_DIRECTIONS FOR THIS TASK_.
Using the records below, filter for lines that contain the string "MarkupParser" and copy them out.

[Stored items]
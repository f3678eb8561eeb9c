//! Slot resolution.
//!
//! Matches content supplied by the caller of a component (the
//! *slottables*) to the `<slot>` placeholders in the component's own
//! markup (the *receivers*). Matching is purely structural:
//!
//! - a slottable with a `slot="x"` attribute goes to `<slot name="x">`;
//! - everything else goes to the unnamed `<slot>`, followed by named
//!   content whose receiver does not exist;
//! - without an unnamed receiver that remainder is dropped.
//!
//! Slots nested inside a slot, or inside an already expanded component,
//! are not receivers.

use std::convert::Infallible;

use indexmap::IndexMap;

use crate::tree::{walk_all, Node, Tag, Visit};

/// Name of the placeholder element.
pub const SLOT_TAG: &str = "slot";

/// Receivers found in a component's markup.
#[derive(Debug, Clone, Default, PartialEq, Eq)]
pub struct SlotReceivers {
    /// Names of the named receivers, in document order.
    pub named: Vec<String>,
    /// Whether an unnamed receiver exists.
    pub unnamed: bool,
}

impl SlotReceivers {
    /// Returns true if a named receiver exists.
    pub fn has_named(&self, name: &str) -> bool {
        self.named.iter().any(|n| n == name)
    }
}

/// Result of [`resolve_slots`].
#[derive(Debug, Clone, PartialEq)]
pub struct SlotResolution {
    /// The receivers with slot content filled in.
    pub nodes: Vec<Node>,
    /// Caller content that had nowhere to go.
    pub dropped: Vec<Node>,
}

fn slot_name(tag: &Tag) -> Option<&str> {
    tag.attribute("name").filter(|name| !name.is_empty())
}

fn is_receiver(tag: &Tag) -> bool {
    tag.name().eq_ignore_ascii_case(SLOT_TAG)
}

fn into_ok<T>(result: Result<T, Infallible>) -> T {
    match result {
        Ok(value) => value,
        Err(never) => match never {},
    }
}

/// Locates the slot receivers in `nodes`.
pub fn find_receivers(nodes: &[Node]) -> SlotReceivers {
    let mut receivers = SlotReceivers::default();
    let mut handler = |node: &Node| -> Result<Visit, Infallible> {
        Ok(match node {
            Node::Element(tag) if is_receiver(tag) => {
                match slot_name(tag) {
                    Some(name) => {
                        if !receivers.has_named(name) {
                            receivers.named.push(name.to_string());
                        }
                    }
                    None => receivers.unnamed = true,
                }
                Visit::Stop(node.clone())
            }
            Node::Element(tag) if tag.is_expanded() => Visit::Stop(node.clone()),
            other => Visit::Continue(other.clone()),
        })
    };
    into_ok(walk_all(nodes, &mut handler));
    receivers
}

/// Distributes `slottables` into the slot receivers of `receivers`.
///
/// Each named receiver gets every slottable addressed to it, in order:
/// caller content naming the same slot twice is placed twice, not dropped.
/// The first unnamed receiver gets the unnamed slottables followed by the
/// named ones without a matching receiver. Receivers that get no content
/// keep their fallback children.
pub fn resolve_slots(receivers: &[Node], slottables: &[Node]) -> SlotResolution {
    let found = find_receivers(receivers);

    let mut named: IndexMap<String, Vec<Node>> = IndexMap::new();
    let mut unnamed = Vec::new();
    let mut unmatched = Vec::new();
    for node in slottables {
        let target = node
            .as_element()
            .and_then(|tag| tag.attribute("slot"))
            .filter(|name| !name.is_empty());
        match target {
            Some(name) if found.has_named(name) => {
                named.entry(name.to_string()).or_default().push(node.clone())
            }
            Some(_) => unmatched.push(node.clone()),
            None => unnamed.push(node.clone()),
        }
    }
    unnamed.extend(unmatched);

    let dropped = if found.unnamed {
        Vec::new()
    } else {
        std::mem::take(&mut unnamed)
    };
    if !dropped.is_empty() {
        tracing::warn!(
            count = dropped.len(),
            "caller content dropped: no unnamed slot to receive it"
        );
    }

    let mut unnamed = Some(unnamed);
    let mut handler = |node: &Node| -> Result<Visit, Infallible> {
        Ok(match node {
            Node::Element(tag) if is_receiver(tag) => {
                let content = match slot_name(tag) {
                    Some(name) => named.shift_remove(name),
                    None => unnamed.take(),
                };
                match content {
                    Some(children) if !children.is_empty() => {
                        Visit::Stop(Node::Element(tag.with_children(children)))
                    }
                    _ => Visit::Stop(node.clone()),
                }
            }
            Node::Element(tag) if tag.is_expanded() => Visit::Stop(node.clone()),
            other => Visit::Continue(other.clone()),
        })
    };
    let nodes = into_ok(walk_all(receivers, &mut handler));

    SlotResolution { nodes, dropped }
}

--

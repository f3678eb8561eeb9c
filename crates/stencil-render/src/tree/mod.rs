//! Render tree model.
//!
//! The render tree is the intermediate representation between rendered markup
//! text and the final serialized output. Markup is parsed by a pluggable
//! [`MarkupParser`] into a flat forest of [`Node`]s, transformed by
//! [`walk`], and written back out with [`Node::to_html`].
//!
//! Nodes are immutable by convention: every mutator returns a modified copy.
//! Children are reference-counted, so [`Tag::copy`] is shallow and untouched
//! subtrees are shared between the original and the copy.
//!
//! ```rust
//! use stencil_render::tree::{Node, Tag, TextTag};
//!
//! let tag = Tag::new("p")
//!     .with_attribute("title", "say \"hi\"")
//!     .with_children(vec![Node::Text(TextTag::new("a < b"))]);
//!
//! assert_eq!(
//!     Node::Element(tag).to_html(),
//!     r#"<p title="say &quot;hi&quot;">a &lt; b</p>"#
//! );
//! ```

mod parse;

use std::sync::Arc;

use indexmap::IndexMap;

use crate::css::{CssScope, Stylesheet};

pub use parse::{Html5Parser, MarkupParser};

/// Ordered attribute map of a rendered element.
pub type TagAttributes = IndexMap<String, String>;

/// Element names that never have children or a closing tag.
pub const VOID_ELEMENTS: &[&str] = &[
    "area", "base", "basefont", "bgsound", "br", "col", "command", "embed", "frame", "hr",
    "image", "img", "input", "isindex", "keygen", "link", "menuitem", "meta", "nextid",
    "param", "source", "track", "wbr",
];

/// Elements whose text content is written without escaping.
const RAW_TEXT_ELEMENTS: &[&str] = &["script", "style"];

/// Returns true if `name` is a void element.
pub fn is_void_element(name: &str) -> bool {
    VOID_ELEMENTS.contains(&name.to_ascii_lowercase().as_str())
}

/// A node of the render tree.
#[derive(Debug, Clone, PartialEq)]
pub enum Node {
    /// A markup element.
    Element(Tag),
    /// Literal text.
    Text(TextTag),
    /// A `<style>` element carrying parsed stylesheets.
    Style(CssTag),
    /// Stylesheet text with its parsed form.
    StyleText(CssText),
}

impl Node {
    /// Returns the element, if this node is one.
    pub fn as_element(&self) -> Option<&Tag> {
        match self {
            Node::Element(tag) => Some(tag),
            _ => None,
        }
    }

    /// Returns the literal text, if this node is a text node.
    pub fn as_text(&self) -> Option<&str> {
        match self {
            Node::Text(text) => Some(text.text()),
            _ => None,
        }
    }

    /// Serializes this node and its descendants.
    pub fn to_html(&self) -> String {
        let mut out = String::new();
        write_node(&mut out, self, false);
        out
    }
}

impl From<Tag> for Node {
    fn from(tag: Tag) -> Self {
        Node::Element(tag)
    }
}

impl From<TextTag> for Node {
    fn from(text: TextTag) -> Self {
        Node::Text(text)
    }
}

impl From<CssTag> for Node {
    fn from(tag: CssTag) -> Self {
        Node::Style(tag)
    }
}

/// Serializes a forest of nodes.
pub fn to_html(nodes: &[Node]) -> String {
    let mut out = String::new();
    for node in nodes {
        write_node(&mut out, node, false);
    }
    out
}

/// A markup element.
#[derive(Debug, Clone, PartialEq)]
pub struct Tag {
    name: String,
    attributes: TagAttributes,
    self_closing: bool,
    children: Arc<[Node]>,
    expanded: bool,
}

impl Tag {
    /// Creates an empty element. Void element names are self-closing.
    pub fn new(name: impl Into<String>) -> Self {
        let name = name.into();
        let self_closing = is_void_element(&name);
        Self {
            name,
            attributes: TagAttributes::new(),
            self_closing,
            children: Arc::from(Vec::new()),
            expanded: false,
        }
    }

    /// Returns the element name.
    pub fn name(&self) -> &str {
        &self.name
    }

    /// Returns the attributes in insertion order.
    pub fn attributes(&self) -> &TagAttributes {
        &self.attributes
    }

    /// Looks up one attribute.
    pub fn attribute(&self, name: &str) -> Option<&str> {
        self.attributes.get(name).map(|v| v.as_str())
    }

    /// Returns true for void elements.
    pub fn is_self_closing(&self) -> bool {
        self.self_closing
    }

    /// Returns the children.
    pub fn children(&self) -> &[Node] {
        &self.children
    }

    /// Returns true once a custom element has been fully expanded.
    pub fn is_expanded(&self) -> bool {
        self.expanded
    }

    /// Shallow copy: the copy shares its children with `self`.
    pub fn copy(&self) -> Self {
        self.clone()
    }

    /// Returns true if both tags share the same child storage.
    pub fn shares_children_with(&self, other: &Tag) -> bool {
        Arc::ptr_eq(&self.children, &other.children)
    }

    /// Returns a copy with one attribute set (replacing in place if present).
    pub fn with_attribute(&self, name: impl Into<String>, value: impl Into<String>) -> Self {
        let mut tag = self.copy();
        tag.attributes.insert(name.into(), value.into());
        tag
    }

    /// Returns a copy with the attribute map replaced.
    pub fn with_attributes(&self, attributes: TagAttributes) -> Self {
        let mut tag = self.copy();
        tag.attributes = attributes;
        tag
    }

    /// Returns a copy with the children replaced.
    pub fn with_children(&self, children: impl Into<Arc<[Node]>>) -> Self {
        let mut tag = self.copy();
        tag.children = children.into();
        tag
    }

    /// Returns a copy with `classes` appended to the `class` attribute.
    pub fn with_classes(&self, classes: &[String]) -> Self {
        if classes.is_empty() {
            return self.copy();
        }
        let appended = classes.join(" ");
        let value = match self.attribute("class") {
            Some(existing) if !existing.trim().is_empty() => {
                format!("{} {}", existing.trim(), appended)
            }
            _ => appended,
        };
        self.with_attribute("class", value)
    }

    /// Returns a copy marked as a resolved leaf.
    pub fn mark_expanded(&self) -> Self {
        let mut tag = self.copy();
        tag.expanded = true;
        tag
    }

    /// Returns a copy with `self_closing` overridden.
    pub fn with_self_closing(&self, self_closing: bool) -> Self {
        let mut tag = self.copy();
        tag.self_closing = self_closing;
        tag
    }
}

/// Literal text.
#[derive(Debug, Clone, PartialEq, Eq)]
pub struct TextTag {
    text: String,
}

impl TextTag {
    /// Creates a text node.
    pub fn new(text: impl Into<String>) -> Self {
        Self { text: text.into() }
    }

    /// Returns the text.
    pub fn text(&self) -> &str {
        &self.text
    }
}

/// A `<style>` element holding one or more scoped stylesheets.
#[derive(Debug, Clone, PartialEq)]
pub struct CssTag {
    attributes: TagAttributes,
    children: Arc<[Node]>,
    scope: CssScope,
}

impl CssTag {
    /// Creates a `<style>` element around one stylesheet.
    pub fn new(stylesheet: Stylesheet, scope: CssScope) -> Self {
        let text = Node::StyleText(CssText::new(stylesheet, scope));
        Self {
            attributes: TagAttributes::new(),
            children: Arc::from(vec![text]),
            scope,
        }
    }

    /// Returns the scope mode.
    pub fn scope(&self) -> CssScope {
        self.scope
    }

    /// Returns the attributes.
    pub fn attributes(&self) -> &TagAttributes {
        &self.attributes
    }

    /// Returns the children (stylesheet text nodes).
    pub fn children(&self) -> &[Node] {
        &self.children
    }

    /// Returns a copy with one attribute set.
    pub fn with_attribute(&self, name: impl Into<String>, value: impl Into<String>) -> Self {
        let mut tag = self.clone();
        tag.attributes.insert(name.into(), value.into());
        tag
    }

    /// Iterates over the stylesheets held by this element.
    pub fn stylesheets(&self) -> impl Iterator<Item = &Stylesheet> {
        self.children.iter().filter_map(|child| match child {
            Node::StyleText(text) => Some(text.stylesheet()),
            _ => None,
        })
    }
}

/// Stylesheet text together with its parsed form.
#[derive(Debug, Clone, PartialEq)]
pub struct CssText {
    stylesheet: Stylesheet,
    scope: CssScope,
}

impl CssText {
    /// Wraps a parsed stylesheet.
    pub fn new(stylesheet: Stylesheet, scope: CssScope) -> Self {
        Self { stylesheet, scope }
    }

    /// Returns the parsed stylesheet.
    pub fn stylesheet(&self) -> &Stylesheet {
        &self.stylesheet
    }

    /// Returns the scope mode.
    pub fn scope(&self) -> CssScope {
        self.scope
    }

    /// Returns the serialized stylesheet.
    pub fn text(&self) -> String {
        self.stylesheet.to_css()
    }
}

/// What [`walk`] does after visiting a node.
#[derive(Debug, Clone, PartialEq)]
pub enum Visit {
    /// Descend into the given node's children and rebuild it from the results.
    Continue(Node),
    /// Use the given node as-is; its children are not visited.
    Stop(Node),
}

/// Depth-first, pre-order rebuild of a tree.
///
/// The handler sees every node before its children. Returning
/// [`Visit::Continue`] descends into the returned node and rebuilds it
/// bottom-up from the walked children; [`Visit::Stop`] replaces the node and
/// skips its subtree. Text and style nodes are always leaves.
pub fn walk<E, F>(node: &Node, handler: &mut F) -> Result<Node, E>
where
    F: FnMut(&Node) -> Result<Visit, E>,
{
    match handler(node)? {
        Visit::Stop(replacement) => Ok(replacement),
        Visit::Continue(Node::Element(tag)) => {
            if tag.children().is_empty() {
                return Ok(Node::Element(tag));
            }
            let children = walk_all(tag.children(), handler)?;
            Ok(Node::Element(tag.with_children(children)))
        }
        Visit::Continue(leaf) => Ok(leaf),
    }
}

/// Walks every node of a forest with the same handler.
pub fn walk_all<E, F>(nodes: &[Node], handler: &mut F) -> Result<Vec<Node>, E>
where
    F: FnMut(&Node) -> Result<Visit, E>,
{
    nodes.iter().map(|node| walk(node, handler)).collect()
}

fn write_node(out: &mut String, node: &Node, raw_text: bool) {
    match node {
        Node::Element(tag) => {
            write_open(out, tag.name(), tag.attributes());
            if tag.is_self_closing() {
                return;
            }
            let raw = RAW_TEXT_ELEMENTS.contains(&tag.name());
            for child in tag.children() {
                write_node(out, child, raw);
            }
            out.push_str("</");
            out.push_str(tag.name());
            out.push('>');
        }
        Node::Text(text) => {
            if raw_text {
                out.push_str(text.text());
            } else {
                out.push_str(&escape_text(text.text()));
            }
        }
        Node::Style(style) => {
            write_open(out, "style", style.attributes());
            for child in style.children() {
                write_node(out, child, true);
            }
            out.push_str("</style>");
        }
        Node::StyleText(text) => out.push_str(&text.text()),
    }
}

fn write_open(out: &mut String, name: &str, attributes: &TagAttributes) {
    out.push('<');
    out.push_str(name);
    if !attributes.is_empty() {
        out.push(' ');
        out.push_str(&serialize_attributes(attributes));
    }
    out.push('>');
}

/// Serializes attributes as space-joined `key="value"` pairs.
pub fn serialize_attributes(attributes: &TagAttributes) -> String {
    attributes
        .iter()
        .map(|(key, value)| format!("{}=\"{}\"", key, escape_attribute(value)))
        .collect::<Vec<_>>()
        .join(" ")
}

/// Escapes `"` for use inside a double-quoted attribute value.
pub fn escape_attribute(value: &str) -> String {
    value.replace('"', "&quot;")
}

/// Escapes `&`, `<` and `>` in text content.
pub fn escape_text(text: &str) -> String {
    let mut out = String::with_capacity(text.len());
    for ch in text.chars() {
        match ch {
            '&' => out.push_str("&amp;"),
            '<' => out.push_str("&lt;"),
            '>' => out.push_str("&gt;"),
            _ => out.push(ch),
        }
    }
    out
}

_TASK SOLUTION_.
//! [`MarkupParser`] into a flat forest of [`Node`]s, transformed by
pub use parse::{Html5Parser, MarkupParser};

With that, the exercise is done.